Almighty and eternal God, according to Your strict judgment You condemned the unbelieving world through the flood, yet according to Your great mercy You preserved believing Noah and his family, eight souls in all. You drowned hard-hearted Pharaoh and all his host in the Red Sea, yet led Your people Israel through the water on dry ground, prefiguring this washing of Your Holy Baptism. Through the Baptism in the Jordan of Your beloved Son, our Lord Jesus Christ, You sanctified and instituted all waters to be a blessed flood, and a lavish washing away of sin. We pray that You would behold (name) according to Your boundless mercy and bless him with true faith by the Holy Spirit that through this saving flood all sin in him which has been inherited from Adam and which he himself has committed since would be drowned and die. Grant that he be kept safe and secure in the holy ark of the Christian Church, being separated from the multitude of unbelievers and serving Your name at all times with a fervent spirit and a joyful hope, so that, with all believers in Your promise, he would be declared worthy of eternal life, through Jesus Christ, our Lord.

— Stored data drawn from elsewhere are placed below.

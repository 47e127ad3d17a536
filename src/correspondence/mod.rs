//! Correspondences between source and target keypoints (spec.md §3, §4.2).

pub mod search;

/// A hypothesized pairing between a source keypoint (`src`) and a target
/// keypoint (`tgt`). Indices refer to the *keypoint* cloud, not the raw
/// input cloud (spec.md §3 Correspondence).
#[derive(Debug, Clone, Copy, PartialEq, Eq, PartialOrd, Ord, Hash)]
pub struct Correspondence {
    /// Index into the source keypoint set.
    pub src: usize,
    /// Index into the target keypoint set.
    pub tgt: usize,
}

impl Correspondence {
    /// Creates a correspondence from raw indices.
    #[must_use]
    pub fn new(src: usize, tgt: usize) -> Self {
        Self { src, tgt }
    }
}

/// An ordered, duplicate-free sequence of [`Correspondence`]s. Order must not
/// influence the final solution (spec.md §3); every public constructor
/// sorts by `(src, tgt)` before returning so two runs that differ only in
/// worker scheduling produce byte-identical output (spec.md §5 Ordering).
#[derive(Debug, Clone, Default, PartialEq)]
pub struct CorrespondenceSet {
    items: Vec<Correspondence>,
}

impl CorrespondenceSet {
    /// Deduplicates and order-normalizes `items` into a new set.
    #[must_use]
    pub fn new(mut items: Vec<Correspondence>) -> Self {
        items.sort_unstable();
        items.dedup();
        Self { items }
    }

    /// The number of correspondences.
    #[must_use]
    pub fn len(&self) -> usize {
        self.items.len()
    }

    /// Whether the set has no correspondences.
    #[must_use]
    pub fn is_empty(&self) -> bool {
        self.items.is_empty()
    }

    /// A read-only view of the correspondences, in sorted order.
    #[must_use]
    pub fn as_slice(&self) -> &[Correspondence] {
        &self.items
    }

    /// Checks the index-validity invariant of spec.md §8 property 6: every
    /// `src` is `< num_src_keypoints` and every `tgt` is `< num_tgt_keypoints`.
    #[must_use]
    pub fn indices_valid(&self, num_src_keypoints: usize, num_tgt_keypoints: usize) -> bool {
        self.items
            .iter()
            .all(|c| c.src < num_src_keypoints && c.tgt < num_tgt_keypoints)
    }

    /// Truncates to at most `cap` correspondences, keeping the first `cap`
    /// in sorted order (deterministic; spec.md §6 `num_max_corr`).
    pub fn truncate(&mut self, cap: usize) {
        self.items.truncate(cap);
    }

    /// Builds a set from an iterator without requiring an intermediate
    /// `Vec` at the call site.
    pub fn from_iter_dedup<I: IntoIterator<Item = Correspondence>>(iter: I) -> Self {
        Self::new(iter.into_iter().collect())
    }
}

impl<'a> IntoIterator for &'a CorrespondenceSet {
    type Item = &'a Correspondence;
    type IntoIter = core::slice::Iter<'a, Correspondence>;

    fn into_iter(self) -> Self::IntoIter {
        self.items.iter()
    }
}

#[cfg(test)]
mod tests {
    use super::*;

    #[test]
    fn new_sorts_and_dedups() {
        let set = CorrespondenceSet::new(vec![
            Correspondence::new(2, 1),
            Correspondence::new(0, 5),
            Correspondence::new(0, 5),
            Correspondence::new(1, 0),
        ]);
        assert_eq!(set.len(), 3);
        let idx: Vec<_> = set.as_slice().iter().map(|c| (c.src, c.tgt)).collect();
        assert_eq!(idx, vec![(0, 5), (1, 0), (2, 1)]);
    }

    #[test]
    fn index_validity_check() {
        let set = CorrespondenceSet::new(vec![Correspondence::new(0, 0), Correspondence::new(4, 2)]);
        assert!(set.indices_valid(5, 3));
        assert!(!set.indices_valid(5, 2));
        assert!(!set.indices_valid(4, 3));
    }
}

The Book of Common Prayer version removed the reference to Pharaoh but still kept the Red Sea and Noah's Ark:

Almighty and everlasting God, who of thy great mercy didst save Noah and his family in the ark from perishing by water; and also didst safely lead the children of Israel thy people through the Red Sea, figuring thereby thy holy Baptism; and by the Baptism of thy well-beloved Son Jesus Christ, in the river Jordan, didst sanctify Water to the mystical washing away of sin: We beseech thee, for thine infinite mercies, that thou wilt mercifully look upon this Child; wash him and sanctify him with the Holy Ghost; that he, being delivered from thy wrath, may be received into the ark of Christ's Church; and being stedfast in faith, joyful through hope, and rooted in charity, may so pass the waves of this troublesome world, that finally he may come to the land of everlasting life, there to reign with thee world without end, through Jesus Christ our Lord.

The Canadian Reformed Churches base only the first paragraph of their "Prayer Before Baptism" on the flood prayer":

Almighty, eternal God, in your righteous judgment you punished the unbelieving and unrepentant world with the flood, but in your great mercy saved and protected the believer Noah and his family. You drowned the obstinate Pharaoh and all his host in the Red Sea, but led your people Israel through the midst of the sea on dry ground—by which baptism was signified.

==Meaning==

The prayer draws on 1 Peter 3:20-21: "...when God's patience waited in the days of Noah, while the ark was being prepared, in which a few, that is, eight persons, were brought safely through water. Baptism, which corresponds to this, now saves you..." (ESV). It also alludes to 1 Corinthians 10:2, which says that "our fathers... were baptized into Moses in the cloud and in the sea". The idea is that both the Red Sea and the water of Noah's Flood served a dual purpose of punishing the ungodly and saving the godly. Baptism is viewed therefore as a means of separating a person from the world. Zachary Purvis notes that anamnesis, "the remembrance of God’s mighty deeds in history," is employed to great effect.

The baptism then moves forward to the Baptism of Jesus; Mark Tranvik notes that "the prayer funnels this story of Jesus and John the baptizer from fifteen hundred years ago directly into the life of the one being baptized. He or she now stands through baptism as the recipient of the same saving flood."

Hughes Oliphant Old has noted that "Viewed in terms of biblical imagery, liturgical history, and pastoral sensitivity, Luther's prayer is a masterpiece."